__WHAT NEEDS TO BE DONE__
Return each line of the records holding the string "chrono".

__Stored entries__
//! Races between sessions contending for the same slots.

use bookhub::{BookingError, Money};

use crate::helpers::{TestVenue, today};

#[tokio::test]
async fn one_winner_when_sessions_race_for_a_slot() {
    let venue = TestVenue::new();
    let rid = venue.resource("Snooker");

    let mut sessions = Vec::new();
    for _ in 0..8 {
        let mut session = venue.session();
        session.start_selection(rid, today()).unwrap();
        session.toggle_slot(7).await.unwrap();
        sessions.push(session);
    }

    let mut handles = Vec::new();
    for mut session in sessions {
        handles.push(tokio::spawn(async move { session.confirm().await }));
    }

    let mut winners = 0;
    let mut conflicts = 0;
    for handle in handles {
        match handle.await.unwrap() {
            Ok(booking) => {
                winners += 1;
                assert_eq!(booking.slot_indices, vec![7]);
            }
            Err(BookingError::Conflict { slots }) => {
                conflicts += 1;
                assert_eq!(slots, vec![7]);
            }
            Err(other) => panic!("unexpected error: {other:?}"),
        }
    }

    assert_eq!(winners, 1);
    assert_eq!(conflicts, 7);

    let bookings = venue.session().list_bookings(rid, today()).await.unwrap();
    assert_eq!(bookings.len(), 1);
}

#[tokio::test]
async fn overlapping_selections_split_the_slots() {
    let venue = TestVenue::new();
    let rid = venue.resource("Snooker");

    let mut first = venue.session();
    first.start_selection(rid, today()).unwrap();
    first.toggle_slot(1).await.unwrap();
    first.toggle_slot(2).await.unwrap();

    let mut second = venue.session();
    second.start_selection(rid, today()).unwrap();
    second.toggle_slot(2).await.unwrap();
    second.toggle_slot(3).await.unwrap();

    // First commits the overlap; second loses only slot 2.
    first.confirm().await.unwrap();

    match second.confirm().await.unwrap_err() {
        BookingError::Conflict { slots } => assert_eq!(slots, vec![2]),
        other => panic!("expected conflict, got {other:?}"),
    }
    let booking = second.confirm().await.unwrap();
    assert_eq!(booking.slot_indices, vec![3]);
    assert_eq!(booking.total, Money::from_major(50));
}

#[tokio::test]
async fn commits_on_different_days_do_not_contend() {
    let venue = TestVenue::new();
    let rid = venue.resource("Snooker");

    // Same slot index on distinct days never conflicts.
    let mut handles = Vec::new();
    for offset in 0..4i64 {
        let store = venue.store.clone();
        let date = today() + chrono::Duration::days(offset);
        handles.push(tokio::spawn(async move {
            use bookhub::AvailabilityStore;
            store.try_commit(rid, date, &[1], Money::from_major(50)).await
        }));
    }

    for handle in handles {
        handle.await.unwrap().unwrap();
    }

    for offset in 0..4i64 {
        let date = today() + chrono::Duration::days(offset);
        let bookings = venue.session().list_bookings(rid, date).await.unwrap();
        assert_eq!(bookings.len(), 1);
    }
}
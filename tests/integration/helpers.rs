//! Shared test helpers for integration tests.

use std::sync::Arc;
use std::time::Duration;

use chrono::NaiveDate;

use bookhub::{
    AvailabilityStore, BookingConfig, BookingEngine, ReservationService, ResourceId, StoreManager,
};
use bookhub_store::memory::MemoryAvailabilityStore;

/// A wired venue over a fresh in-memory store.
pub struct TestVenue {
    /// The engine under test.
    pub engine: BookingEngine,
    /// Direct handle on the store for out-of-band bookings.
    pub store: Arc<MemoryAvailabilityStore>,
}

impl TestVenue {
    /// Create a venue with the seeded catalog and an empty store.
    pub fn new() -> Self {
        let store = Arc::new(MemoryAvailabilityStore::new());
        let manager = StoreManager::from_store(
            Arc::clone(&store) as Arc<dyn AvailabilityStore>,
            Duration::from_secs(5),
        );
        let engine = BookingEngine::with_store(BookingConfig::default(), Arc::new(manager));
        Self { engine, store }
    }

    /// Start a fresh reservation session.
    pub fn session(&self) -> ReservationService {
        self.engine.session().expect("session should start")
    }

    /// Look up a seeded resource by name.
    pub fn resource(&self, name: &str) -> ResourceId {
        self.engine
            .catalog()
            .all()
            .find(|r| r.name == name)
            .unwrap_or_else(|| panic!("no seeded resource named '{name}'"))
            .id
    }
}

/// Today's date, the earliest bookable day.
pub fn today() -> NaiveDate {
    chrono::Utc::now().date_naive()
}
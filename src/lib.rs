//! BookHub: time-slot reservation engine for a recreation venue.
//!
//! The crate is split into layers: `bookhub-core` holds shared types,
//! errors, and configuration; `bookhub-entity` the domain model;
//! `bookhub-store` the availability backends; `bookhub-engine` the
//! booking logic. This facade re-exports the public surface and wires
//! a configured engine together.

use std::sync::Arc;

use tracing_subscriber::{EnvFilter, fmt};

pub use bookhub_core::config::{BookingConfig, LoggingConfig, StoreConfig, VenueConfig};
pub use bookhub_core::error::{BookingError, ErrorKind};
pub use bookhub_core::result::BookingResult;
pub use bookhub_core::types::{BookingId, Money, ResourceId, SlotIndex};
pub use bookhub_entity::{
    Booking, CalendarCell, CalendarDay, Resource, Selection, SlotAvailability, TimeSlot,
};
pub use bookhub_engine::{
    CalendarGenerator, PricingEngine, ReservationService, ReservationState, ResourceCatalog,
    SelectionManager, SlotGenerator,
};
pub use bookhub_store::{AvailabilityStore, StoreManager};

/// Initialize tracing from the logging section of the configuration.
///
/// `RUST_LOG` overrides the configured level when set.
pub fn init_logging(config: &LoggingConfig) {
    let filter =
        EnvFilter::try_from_default_env().unwrap_or_else(|_| EnvFilter::new(&config.level));

    match config.format.as_str() {
        "json" => {
            fmt()
                .json()
                .with_env_filter(filter)
                .with_target(true)
                .with_thread_ids(true)
                .init();
        }
        _ => {
            fmt().pretty().with_env_filter(filter).with_target(true).init();
        }
    }
}

/// A fully wired engine: catalog plus store, ready to mint sessions.
///
/// The engine is shared; each caller gets its own [`ReservationService`]
/// whose selection and state are private to that session.
pub struct BookingEngine {
    config: BookingConfig,
    catalog: Arc<ResourceCatalog>,
    store: Arc<StoreManager>,
}

impl BookingEngine {
    /// Build an engine from configuration, connecting the configured
    /// store backend.
    pub async fn from_config(config: BookingConfig) -> BookingResult<Self> {
        let store = StoreManager::new(&config.store).await?;
        Ok(Self {
            config,
            catalog: Arc::new(ResourceCatalog::seed()),
            store: Arc::new(store),
        })
    }

    /// Build an engine around an existing store.
    pub fn with_store(config: BookingConfig, store: Arc<StoreManager>) -> Self {
        Self {
            config,
            catalog: Arc::new(ResourceCatalog::seed()),
            store,
        }
    }

    /// The venue's bookable resources.
    pub fn catalog(&self) -> &Arc<ResourceCatalog> {
        &self.catalog
    }

    /// The underlying availability store.
    pub fn store(&self) -> Arc<dyn AvailabilityStore> {
        Arc::clone(&self.store) as Arc<dyn AvailabilityStore>
    }

    /// Start a new reservation session.
    pub fn session(&self) -> BookingResult<ReservationService> {
        ReservationService::new(
            Arc::clone(&self.catalog),
            self.store(),
            &self.config.venue,
        )
    }

    /// Verify the store backend is reachable.
    pub async fn health_check(&self) -> BookingResult<bool> {
        self.store.health_check().await
    }
}
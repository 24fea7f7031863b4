//! Calendar and date-eligibility tests through the service surface.

use chrono::{Datelike, Duration};

use bookhub::{BookingError, CalendarCell};

use crate::helpers::{TestVenue, today};

#[tokio::test]
async fn current_month_grid_marks_past_days_unbookable() {
    let venue = TestVenue::new();
    let rid = venue.resource("Snooker");
    let session = venue.session();

    let now = today();
    let cells = session
        .list_calendar(rid, now.year(), now.month())
        .unwrap();

    let mut saw_today = false;
    for cell in &cells {
        let Some(day) = cell.day() else { continue };
        if day.date < now {
            assert!(!day.is_bookable, "{} is past and must not be bookable", day.date);
        }
        if day.date == now {
            saw_today = true;
            assert!(day.is_bookable, "today must be bookable");
        }
    }
    assert!(saw_today);
}

#[tokio::test]
async fn grid_leads_with_placeholders_up_to_the_weekday() {
    let venue = TestVenue::new();
    let rid = venue.resource("Snooker");
    let session = venue.session();

    let now = today();
    let cells = session
        .list_calendar(rid, now.year(), now.month())
        .unwrap();

    let first = now.with_day(1).unwrap();
    let leading = cells
        .iter()
        .take_while(|c| matches!(c, CalendarCell::Leading))
        .count();
    assert_eq!(leading as u32, first.weekday().num_days_from_sunday());

    // Leading cells are followed by every day of the month in order.
    let days: Vec<_> = cells.iter().filter_map(|c| c.day()).collect();
    assert_eq!(days[0].date, first);
    assert_eq!(days.len(), days.last().unwrap().date.day() as usize);
}

#[tokio::test]
async fn months_past_the_horizon_are_unbookable() {
    let venue = TestVenue::new();
    let rid = venue.resource("Snooker");
    let session = venue.session();

    // Default horizon is the current month only.
    let far = today() + Duration::days(70);
    let cells = session.list_calendar(rid, far.year(), far.month()).unwrap();
    assert!(cells.iter().filter_map(|c| c.day()).all(|d| !d.is_bookable));
}

#[tokio::test]
async fn past_dates_cannot_start_a_selection() {
    let venue = TestVenue::new();
    let rid = venue.resource("Snooker");
    let mut session = venue.session();

    let yesterday = today() - Duration::days(1);
    let err = session.start_selection(rid, yesterday).unwrap_err();
    assert!(matches!(err, BookingError::InvalidDate { .. }));
}
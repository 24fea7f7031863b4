//! Month-grid calendar generation.

use chrono::{Datelike, NaiveDate};

use bookhub_core::BookingError;
use bookhub_core::result::BookingResult;
use bookhub_entity::{CalendarCell, CalendarDay};

/// Produces the set of selectable dates for a booking month.
///
/// Pure and deterministic given `today`; owns no state beyond the
/// configured horizon.
#[derive(Debug, Clone, Copy)]
pub struct CalendarGenerator {
    /// How many calendar months ahead of today may be booked
    /// (1 = current month only).
    horizon_months: u32,
}

impl CalendarGenerator {
    /// Create a generator with the given booking horizon.
    pub fn new(horizon_months: u32) -> BookingResult<Self> {
        if horizon_months == 0 {
            return Err(BookingError::Validation(
                "booking horizon must cover at least the current month".to_string(),
            ));
        }
        Ok(Self { horizon_months })
    }

    /// The 7-column month grid for `(year, month)`.
    ///
    /// Leading cells pad the first week so day 1 falls under its weekday in
    /// a Sunday-start layout. Days before `today` (midnight-truncated) and
    /// days outside the horizon are marked unbookable.
    pub fn month_grid(
        &self,
        today: NaiveDate,
        year: i32,
        month: u32,
    ) -> BookingResult<Vec<CalendarCell>> {
        let first = NaiveDate::from_ymd_opt(year, month, 1).ok_or_else(|| {
            BookingError::Validation(format!("invalid calendar month {year}-{month}"))
        })?;

        let within_horizon = self.month_within_horizon(today, year, month);
        let leading = first.weekday().num_days_from_sunday() as usize;

        let mut cells = Vec::with_capacity(leading + 31);
        cells.extend(std::iter::repeat_n(CalendarCell::Leading, leading));

        let mut date = first;
        while date.month() == month {
            cells.push(CalendarCell::Day(CalendarDay::new(
                date,
                today,
                within_horizon,
            )));
            date = match date.succ_opt() {
                Some(next) => next,
                None => break,
            };
        }
        Ok(cells)
    }

    /// Whether one concrete date may currently be booked.
    pub fn is_bookable(&self, today: NaiveDate, date: NaiveDate) -> bool {
        date >= today && self.month_within_horizon(today, date.year(), date.month())
    }

    /// Whether `(year, month)` falls inside the booking horizon.
    fn month_within_horizon(&self, today: NaiveDate, year: i32, month: u32) -> bool {
        let target = i64::from(year) * 12 + i64::from(month) - 1;
        let current = i64::from(today.year()) * 12 + i64::from(today.month()) - 1;
        (0..i64::from(self.horizon_months)).contains(&(target - current))
    }
}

__OUTPUT__
        let date = today() + chrono::Duration::days(offset);
        let date = today() + chrono::Duration::days(offset);
use chrono::NaiveDate;
    chrono::Utc::now().date_naive()
use chrono::{Datelike, Duration};
use chrono::{Datelike, NaiveDate};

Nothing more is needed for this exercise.